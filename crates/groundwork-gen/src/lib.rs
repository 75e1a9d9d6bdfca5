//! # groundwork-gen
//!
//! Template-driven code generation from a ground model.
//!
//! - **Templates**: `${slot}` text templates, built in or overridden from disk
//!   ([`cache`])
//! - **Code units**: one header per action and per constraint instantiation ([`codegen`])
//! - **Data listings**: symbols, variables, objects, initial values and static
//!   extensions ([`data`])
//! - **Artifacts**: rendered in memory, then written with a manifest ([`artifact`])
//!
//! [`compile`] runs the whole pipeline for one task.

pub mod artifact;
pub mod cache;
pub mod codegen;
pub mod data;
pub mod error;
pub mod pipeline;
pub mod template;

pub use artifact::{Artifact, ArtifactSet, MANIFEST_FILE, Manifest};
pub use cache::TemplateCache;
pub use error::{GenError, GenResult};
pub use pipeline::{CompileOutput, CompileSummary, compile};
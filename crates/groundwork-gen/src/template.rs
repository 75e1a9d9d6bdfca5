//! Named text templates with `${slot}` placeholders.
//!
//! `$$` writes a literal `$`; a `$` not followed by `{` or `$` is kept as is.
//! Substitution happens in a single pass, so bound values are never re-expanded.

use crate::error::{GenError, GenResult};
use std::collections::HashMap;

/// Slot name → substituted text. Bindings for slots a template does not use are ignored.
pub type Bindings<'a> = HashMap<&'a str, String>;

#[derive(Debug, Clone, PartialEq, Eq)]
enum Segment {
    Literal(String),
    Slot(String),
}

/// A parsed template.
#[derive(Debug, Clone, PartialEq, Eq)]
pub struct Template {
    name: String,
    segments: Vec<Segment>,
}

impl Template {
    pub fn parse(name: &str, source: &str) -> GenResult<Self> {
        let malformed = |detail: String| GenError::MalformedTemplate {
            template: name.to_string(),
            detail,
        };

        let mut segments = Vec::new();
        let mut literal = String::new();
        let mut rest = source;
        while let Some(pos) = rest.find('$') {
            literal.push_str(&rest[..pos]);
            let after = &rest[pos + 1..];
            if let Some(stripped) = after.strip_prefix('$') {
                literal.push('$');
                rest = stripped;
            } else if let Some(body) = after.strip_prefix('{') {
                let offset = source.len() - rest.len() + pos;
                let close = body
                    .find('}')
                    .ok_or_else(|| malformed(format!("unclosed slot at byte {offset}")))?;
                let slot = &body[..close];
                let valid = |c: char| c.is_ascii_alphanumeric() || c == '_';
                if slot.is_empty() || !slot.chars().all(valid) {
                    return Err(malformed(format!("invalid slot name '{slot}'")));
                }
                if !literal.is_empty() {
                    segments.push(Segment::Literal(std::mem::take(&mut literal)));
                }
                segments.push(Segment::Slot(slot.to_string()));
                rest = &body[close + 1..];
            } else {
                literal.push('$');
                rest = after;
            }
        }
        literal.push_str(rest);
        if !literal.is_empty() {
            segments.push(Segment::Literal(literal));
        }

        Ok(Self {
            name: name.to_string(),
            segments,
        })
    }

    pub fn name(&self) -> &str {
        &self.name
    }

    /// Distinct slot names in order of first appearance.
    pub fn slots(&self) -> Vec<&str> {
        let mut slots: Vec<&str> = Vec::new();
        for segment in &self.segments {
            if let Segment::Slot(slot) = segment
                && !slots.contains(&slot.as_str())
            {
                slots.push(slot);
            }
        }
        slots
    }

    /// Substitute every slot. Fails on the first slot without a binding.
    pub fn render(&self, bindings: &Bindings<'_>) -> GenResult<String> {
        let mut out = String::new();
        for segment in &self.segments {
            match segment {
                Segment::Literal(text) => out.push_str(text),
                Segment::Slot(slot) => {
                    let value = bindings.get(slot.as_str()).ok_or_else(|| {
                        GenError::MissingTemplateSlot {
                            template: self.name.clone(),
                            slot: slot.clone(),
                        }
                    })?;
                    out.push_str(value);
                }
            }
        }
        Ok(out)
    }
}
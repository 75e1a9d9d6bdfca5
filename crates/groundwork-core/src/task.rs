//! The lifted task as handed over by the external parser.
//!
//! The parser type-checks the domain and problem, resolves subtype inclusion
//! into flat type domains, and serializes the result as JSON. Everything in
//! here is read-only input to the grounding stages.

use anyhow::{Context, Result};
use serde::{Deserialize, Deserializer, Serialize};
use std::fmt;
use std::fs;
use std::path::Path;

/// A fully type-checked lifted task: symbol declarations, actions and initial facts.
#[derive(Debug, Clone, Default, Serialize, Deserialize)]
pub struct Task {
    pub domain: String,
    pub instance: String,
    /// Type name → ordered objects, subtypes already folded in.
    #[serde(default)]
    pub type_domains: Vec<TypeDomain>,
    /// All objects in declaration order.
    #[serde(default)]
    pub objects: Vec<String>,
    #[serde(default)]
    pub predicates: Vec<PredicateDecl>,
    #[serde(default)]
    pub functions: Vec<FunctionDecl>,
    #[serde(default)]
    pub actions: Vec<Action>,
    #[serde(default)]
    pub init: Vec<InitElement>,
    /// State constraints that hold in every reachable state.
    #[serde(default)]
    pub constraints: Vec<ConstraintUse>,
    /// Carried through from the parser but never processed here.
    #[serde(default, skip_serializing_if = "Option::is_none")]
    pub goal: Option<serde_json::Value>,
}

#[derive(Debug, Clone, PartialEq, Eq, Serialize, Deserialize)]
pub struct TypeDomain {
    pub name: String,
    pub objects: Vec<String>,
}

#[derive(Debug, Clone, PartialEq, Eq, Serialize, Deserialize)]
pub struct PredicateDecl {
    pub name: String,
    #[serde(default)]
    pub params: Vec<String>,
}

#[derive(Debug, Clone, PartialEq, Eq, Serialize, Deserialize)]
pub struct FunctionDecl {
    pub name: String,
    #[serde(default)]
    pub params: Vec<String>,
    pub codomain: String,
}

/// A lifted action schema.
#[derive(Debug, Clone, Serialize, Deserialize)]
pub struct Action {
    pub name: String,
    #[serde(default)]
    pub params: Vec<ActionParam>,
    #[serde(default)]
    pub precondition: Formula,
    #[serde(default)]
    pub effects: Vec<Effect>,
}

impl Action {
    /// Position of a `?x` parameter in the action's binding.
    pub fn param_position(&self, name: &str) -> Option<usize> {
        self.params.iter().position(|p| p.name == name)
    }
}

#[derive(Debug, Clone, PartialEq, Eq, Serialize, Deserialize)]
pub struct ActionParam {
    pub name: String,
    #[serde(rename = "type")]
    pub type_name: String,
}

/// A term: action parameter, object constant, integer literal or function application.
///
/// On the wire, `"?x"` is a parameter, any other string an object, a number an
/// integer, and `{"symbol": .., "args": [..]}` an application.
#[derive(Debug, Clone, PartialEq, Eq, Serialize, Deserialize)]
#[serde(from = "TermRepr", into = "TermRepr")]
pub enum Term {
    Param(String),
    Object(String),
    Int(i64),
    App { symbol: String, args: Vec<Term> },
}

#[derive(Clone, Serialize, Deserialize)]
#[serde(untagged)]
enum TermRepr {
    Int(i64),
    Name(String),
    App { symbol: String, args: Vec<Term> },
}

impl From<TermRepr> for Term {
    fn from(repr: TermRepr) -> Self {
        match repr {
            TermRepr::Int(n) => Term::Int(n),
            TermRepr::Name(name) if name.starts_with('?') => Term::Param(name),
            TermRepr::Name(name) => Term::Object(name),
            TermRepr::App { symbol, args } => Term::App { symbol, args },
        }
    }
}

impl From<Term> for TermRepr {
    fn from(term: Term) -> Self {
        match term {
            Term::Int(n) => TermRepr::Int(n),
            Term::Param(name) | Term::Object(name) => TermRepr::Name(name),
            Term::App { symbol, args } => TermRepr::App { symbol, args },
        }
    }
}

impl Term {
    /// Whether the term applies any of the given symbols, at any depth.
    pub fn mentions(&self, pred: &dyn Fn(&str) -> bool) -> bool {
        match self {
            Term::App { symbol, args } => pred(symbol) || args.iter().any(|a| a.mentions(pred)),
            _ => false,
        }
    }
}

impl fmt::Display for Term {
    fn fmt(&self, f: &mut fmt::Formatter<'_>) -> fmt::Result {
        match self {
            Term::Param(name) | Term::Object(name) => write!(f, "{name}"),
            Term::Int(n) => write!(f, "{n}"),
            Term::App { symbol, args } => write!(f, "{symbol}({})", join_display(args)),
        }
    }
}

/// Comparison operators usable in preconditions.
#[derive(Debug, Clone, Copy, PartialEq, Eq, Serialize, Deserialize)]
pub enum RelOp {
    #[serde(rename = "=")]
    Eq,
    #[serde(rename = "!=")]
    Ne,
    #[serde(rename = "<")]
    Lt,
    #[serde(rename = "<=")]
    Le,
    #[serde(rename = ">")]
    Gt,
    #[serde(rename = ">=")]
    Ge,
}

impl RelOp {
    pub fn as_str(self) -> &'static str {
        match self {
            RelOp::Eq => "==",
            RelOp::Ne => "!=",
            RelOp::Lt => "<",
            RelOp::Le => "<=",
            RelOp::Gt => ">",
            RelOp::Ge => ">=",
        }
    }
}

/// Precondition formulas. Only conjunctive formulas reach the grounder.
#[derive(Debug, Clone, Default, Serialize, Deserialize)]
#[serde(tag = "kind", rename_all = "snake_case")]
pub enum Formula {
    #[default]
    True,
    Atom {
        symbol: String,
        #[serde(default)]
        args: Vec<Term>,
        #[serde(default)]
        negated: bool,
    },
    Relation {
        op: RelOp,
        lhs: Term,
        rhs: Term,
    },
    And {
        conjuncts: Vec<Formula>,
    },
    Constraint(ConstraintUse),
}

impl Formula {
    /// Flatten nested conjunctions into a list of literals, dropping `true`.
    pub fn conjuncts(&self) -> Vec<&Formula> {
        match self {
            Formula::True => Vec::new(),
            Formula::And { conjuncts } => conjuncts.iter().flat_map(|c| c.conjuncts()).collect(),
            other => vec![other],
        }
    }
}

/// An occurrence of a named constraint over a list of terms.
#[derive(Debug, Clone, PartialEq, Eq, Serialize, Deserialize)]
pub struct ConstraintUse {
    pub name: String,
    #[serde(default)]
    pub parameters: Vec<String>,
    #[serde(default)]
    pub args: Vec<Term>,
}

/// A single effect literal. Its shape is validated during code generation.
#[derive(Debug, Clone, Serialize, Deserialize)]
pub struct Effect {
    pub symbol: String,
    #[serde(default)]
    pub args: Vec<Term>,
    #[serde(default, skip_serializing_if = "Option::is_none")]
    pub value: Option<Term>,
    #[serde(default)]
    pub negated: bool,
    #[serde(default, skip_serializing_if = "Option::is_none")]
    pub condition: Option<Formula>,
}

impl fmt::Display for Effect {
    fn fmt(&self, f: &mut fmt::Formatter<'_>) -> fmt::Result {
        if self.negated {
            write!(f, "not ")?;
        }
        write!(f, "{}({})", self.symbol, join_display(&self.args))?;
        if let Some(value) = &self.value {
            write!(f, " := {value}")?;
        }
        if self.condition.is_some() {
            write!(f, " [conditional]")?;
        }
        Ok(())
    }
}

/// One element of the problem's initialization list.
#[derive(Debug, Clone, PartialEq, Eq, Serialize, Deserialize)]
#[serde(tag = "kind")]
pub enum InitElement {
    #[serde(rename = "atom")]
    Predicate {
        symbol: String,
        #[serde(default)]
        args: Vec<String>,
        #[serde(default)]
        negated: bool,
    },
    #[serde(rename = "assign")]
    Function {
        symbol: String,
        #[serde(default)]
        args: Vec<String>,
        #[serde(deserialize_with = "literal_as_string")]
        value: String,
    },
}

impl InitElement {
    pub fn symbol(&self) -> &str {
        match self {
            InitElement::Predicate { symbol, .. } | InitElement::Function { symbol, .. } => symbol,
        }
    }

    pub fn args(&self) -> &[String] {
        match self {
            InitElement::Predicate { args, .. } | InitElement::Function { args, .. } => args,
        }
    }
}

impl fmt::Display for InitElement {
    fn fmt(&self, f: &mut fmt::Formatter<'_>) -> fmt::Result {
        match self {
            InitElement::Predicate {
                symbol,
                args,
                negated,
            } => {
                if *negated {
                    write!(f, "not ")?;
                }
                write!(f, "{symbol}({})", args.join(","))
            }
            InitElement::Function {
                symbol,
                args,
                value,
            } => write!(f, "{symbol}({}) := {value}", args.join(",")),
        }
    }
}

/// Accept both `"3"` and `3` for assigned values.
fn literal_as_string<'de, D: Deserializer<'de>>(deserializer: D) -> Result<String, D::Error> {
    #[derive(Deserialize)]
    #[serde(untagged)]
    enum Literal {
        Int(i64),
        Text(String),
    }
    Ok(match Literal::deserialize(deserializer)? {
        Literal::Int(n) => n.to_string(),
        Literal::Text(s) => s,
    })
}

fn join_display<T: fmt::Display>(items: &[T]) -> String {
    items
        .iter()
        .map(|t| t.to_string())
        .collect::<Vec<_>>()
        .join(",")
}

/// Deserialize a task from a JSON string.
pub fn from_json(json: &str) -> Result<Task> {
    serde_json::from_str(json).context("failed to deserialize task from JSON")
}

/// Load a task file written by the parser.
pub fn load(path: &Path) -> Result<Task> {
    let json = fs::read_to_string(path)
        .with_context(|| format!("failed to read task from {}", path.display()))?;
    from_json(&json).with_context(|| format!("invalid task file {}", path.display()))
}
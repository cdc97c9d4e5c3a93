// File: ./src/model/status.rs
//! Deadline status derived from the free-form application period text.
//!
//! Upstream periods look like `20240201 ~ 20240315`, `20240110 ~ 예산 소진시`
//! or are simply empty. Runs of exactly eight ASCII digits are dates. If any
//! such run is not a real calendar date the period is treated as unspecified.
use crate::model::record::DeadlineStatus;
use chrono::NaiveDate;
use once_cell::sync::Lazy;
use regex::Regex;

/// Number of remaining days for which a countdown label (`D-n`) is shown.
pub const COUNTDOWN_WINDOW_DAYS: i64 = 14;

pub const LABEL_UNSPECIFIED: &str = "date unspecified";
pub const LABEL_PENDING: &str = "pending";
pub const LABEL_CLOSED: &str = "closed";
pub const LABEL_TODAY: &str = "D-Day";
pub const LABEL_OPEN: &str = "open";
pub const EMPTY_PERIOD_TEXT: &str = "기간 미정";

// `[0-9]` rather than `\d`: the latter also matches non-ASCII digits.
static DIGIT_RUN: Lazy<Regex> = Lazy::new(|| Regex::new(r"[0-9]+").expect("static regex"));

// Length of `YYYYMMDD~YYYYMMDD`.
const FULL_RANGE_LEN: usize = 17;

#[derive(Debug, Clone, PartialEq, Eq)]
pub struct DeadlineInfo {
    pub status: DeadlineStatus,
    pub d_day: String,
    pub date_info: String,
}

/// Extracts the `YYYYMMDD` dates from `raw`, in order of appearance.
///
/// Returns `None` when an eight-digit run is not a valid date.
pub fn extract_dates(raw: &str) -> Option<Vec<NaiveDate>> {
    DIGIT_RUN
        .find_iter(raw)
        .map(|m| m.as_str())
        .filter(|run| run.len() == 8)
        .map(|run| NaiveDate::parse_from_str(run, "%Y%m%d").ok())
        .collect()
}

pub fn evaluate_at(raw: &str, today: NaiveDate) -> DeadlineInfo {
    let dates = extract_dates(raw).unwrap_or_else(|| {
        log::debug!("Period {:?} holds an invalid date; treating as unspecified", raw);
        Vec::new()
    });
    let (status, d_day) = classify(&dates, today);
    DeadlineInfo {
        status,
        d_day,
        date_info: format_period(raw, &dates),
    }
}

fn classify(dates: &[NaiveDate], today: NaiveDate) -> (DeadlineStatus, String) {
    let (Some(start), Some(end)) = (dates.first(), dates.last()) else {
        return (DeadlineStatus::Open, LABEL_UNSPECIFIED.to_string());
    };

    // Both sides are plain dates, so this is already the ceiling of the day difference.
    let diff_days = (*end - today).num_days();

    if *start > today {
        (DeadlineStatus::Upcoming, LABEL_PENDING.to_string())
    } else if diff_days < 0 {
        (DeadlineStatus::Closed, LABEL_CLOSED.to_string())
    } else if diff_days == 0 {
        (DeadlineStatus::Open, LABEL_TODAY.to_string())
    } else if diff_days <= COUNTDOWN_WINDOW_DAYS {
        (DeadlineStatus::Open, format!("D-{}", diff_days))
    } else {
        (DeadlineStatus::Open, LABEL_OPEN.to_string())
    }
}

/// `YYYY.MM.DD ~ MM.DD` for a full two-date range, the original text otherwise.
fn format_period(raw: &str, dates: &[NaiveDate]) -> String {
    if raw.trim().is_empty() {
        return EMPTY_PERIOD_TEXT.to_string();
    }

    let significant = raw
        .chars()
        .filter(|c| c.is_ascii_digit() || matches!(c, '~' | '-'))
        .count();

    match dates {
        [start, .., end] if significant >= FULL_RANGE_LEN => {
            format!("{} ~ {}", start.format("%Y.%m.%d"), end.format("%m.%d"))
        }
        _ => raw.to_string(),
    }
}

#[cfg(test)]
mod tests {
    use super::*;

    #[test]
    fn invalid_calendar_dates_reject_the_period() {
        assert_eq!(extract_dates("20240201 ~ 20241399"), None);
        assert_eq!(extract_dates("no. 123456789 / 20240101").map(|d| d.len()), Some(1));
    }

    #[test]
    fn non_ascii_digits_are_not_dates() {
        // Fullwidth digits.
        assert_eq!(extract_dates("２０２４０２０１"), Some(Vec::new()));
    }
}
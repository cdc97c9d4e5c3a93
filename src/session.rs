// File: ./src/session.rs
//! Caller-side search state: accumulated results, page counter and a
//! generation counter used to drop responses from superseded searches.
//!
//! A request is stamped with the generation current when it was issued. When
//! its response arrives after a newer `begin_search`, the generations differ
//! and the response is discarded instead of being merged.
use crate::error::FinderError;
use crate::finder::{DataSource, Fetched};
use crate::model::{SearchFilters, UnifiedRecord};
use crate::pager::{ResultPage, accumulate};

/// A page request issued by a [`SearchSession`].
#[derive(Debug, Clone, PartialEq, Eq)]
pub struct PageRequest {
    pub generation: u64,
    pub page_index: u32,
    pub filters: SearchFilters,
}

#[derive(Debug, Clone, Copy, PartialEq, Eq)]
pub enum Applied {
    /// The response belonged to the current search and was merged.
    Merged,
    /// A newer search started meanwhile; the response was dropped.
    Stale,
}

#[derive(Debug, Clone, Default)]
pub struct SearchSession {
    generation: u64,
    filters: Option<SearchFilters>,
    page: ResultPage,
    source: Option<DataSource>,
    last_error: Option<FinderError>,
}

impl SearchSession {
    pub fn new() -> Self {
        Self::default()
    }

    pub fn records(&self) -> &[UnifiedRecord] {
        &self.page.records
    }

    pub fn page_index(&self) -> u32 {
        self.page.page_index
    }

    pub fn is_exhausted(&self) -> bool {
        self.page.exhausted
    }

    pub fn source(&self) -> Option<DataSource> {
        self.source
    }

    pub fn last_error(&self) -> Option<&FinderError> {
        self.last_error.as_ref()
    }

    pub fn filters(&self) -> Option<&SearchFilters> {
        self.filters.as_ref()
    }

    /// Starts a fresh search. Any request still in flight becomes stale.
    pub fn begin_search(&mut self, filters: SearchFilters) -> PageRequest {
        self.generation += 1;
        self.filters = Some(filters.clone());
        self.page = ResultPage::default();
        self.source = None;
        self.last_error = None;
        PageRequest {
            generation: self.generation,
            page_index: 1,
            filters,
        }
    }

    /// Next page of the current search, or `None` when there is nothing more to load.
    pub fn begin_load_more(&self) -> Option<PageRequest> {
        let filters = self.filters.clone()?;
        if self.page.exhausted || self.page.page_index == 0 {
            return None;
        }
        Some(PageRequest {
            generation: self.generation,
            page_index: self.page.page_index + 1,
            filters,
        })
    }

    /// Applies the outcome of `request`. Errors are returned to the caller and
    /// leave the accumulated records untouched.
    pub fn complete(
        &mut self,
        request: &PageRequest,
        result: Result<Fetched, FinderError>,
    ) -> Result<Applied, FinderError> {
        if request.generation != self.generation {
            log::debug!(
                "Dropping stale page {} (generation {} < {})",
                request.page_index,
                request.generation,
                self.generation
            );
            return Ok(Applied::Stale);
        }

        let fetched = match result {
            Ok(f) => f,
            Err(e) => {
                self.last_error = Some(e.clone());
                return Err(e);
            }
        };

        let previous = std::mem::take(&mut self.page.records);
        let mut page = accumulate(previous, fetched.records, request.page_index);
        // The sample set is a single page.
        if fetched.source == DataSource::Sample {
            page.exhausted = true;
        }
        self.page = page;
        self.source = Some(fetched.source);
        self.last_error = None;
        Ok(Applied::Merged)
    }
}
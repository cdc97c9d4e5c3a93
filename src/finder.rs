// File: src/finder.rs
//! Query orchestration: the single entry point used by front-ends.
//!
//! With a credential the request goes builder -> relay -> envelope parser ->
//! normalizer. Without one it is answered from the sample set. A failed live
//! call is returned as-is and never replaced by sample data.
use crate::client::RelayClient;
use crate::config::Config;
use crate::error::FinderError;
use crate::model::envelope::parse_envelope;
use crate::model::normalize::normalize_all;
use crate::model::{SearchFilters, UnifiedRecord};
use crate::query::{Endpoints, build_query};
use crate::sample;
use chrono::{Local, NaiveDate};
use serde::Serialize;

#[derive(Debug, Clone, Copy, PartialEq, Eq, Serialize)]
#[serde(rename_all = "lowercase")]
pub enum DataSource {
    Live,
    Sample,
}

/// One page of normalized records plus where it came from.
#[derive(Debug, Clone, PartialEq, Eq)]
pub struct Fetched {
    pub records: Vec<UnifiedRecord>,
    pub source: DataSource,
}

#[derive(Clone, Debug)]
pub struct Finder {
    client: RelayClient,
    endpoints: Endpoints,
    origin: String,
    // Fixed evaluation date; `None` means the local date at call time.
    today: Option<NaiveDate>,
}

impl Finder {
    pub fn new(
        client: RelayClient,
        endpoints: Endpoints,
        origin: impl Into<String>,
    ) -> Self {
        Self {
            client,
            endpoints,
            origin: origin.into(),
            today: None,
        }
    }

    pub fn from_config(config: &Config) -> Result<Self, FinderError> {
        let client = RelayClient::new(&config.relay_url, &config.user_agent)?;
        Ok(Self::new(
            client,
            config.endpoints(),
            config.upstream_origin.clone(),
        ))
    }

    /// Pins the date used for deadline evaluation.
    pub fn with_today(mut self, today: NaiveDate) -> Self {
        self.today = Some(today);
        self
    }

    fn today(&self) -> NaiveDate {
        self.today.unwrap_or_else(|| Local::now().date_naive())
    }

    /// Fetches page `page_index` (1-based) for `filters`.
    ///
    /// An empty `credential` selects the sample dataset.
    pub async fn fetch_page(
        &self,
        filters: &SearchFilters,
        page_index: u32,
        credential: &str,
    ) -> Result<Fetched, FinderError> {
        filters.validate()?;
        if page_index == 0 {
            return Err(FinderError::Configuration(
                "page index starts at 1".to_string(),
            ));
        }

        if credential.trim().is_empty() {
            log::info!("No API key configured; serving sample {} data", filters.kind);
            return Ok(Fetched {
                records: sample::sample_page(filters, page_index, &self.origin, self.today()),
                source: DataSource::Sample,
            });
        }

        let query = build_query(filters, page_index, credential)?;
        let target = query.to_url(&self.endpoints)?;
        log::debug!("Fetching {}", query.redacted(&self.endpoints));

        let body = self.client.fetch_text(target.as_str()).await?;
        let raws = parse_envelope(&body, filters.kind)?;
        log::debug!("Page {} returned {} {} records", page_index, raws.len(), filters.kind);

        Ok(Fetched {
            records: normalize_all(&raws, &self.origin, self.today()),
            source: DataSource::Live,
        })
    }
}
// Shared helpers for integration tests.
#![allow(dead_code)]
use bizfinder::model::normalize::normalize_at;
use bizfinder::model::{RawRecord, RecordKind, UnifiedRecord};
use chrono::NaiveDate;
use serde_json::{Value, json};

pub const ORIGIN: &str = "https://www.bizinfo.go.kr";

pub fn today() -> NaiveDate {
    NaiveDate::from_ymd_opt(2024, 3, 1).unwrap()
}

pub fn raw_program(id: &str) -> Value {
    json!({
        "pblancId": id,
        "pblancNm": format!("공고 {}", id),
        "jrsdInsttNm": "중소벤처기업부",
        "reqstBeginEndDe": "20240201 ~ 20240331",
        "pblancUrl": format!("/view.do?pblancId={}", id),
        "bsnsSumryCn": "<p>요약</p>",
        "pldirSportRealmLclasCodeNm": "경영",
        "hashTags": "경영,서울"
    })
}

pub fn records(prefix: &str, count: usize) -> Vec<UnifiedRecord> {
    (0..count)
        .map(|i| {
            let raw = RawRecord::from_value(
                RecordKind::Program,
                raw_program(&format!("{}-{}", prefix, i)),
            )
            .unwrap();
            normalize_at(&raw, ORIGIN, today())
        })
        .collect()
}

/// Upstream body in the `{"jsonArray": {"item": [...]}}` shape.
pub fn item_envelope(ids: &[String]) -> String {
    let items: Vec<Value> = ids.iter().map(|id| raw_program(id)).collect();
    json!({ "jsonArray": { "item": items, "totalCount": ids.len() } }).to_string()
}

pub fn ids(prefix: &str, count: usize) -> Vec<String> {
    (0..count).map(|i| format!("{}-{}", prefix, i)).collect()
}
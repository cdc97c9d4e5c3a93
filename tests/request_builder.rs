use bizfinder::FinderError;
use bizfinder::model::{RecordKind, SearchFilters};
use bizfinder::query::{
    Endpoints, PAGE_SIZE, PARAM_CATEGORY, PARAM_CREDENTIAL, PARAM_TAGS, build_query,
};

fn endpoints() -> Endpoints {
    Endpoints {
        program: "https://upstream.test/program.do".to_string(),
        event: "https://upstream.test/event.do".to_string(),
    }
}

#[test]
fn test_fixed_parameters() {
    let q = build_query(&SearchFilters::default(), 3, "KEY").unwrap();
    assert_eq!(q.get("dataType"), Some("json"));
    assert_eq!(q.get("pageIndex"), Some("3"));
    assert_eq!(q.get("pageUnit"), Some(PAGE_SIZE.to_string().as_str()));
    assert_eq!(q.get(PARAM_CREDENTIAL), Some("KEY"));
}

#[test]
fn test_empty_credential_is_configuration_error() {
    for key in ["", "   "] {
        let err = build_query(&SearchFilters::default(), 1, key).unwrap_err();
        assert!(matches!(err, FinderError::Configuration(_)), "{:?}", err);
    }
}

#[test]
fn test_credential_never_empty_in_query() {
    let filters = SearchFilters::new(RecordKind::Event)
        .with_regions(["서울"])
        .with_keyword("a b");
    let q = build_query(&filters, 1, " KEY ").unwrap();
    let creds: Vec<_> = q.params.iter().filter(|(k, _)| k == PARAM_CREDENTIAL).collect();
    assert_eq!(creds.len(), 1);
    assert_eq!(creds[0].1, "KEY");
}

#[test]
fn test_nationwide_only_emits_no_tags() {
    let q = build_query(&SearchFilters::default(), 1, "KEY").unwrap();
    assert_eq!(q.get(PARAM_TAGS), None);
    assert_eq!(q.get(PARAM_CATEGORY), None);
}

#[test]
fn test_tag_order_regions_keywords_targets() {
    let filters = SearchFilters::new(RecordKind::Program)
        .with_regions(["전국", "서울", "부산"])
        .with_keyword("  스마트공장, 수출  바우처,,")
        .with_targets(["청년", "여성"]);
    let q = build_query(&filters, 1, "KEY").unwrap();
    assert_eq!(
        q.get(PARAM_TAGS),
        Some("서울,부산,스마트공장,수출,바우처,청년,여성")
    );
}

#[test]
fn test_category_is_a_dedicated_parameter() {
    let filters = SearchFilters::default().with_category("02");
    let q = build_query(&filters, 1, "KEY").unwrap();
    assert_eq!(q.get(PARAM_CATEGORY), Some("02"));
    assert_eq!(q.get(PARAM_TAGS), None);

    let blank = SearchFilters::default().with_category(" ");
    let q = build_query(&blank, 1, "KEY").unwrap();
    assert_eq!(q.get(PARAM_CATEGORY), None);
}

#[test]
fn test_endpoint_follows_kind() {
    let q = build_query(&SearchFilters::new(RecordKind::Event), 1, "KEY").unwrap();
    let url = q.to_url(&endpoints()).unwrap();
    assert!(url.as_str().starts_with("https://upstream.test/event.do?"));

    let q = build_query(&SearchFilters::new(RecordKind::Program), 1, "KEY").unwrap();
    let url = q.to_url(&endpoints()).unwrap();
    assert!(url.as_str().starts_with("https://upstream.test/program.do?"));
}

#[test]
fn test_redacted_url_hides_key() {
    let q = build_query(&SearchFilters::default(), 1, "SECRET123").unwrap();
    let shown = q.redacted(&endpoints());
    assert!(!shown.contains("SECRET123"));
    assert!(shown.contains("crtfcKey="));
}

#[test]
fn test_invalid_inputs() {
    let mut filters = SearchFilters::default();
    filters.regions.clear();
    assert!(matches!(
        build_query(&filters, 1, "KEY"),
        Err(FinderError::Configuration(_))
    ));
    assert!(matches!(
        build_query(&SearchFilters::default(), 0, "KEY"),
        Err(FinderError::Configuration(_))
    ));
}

What is expected:
The line above containing "let mut slots: Vec<&str>", the line containing "use std::path::Path;", and every line between them are to be transcribed exactly; no other line is wanted.

Response box:
        let mut slots: Vec<&str> = Vec::new();
        for segment in &self.segments {
            if let Segment::Slot(slot) = segment
                && !slots.contains(&slot.as_str())
            {
                slots.push(slot);
            }
        }
        slots
    }

    /// Substitute every slot. Fails on the first slot without a binding.
    pub fn render(&self, bindings: &Bindings<'_>) -> GenResult<String> {
        let mut out = String::new();
        for segment in &self.segments {
            match segment {
                Segment::Literal(text) => out.push_str(text),
                Segment::Slot(slot) => {
                    let value = bindings.get(slot.as_str()).ok_or_else(|| {
                        GenError::MissingTemplateSlot {
                            template: self.name.clone(),
                            slot: slot.clone(),
                        }
                    })?;
                    out.push_str(value);
                }
            }
        }
        Ok(out)
    }
}
repository 75e1a9d9d6bdfca5
filename crates/groundwork-core/src/task.rs
//! The lifted task as handed over by the external parser.
//!
//! The parser type-checks the domain and problem, resolves subtype inclusion
//! into flat type domains, and serializes the result as JSON. Everything in
//! here is read-only input to the grounding stages.

use anyhow::{Context, Result};
use serde::{Deserialize, Deserializer, Serialize};
use std::fmt;
use std::fs;
use std::path::Path;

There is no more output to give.